▶

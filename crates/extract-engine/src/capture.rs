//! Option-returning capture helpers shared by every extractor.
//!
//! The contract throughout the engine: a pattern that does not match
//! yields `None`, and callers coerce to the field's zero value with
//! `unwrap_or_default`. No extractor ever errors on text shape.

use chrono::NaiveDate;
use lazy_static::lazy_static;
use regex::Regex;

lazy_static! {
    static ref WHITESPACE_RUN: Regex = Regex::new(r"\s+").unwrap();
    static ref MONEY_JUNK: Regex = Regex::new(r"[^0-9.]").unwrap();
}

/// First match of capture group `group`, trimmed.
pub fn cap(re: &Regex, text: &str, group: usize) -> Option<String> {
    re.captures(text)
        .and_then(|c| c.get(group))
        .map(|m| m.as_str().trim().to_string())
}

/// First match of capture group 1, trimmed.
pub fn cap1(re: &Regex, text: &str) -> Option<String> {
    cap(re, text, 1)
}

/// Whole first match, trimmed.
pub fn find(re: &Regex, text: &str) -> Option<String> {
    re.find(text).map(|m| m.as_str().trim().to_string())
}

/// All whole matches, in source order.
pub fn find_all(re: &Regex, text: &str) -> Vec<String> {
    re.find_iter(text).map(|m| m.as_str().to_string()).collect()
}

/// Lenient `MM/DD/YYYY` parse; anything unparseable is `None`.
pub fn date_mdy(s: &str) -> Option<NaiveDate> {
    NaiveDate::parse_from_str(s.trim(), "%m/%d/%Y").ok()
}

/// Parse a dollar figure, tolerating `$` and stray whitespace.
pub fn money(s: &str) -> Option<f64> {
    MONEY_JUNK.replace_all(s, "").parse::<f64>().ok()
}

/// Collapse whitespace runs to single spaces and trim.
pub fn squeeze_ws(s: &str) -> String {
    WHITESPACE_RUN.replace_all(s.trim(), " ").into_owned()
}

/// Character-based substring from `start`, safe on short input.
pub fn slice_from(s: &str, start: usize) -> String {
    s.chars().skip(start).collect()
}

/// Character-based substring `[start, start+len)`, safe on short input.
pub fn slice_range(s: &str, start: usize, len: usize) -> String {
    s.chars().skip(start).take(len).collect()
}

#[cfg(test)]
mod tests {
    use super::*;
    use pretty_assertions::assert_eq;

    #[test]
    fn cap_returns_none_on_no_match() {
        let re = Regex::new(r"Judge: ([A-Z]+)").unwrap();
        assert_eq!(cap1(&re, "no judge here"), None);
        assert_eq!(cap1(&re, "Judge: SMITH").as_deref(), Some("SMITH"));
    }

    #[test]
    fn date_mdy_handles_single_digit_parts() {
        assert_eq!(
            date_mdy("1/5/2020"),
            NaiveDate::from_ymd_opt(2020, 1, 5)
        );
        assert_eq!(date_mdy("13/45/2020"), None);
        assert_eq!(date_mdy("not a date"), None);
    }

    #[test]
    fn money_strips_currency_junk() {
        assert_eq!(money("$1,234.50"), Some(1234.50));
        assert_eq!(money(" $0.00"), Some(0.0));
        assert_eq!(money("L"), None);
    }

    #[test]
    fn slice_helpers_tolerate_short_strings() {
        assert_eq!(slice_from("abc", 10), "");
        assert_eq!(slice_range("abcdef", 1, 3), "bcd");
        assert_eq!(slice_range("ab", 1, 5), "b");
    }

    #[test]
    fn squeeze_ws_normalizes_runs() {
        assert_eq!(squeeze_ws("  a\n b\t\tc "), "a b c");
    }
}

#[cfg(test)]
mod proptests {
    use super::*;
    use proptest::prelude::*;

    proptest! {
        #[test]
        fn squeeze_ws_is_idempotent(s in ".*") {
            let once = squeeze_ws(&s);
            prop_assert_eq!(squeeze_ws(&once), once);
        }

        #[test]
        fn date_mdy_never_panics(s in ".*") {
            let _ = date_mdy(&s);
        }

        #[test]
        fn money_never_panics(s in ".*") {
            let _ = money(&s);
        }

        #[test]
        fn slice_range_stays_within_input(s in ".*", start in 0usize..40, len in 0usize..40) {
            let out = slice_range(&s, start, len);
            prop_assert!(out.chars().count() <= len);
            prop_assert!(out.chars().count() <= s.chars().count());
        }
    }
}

◀

Working through the records, copy each line in which the word "safe" appears.

/// Character-based substring from `start`, safe on short input.
/// Character-based substring `[start, start+len)`, safe on short input.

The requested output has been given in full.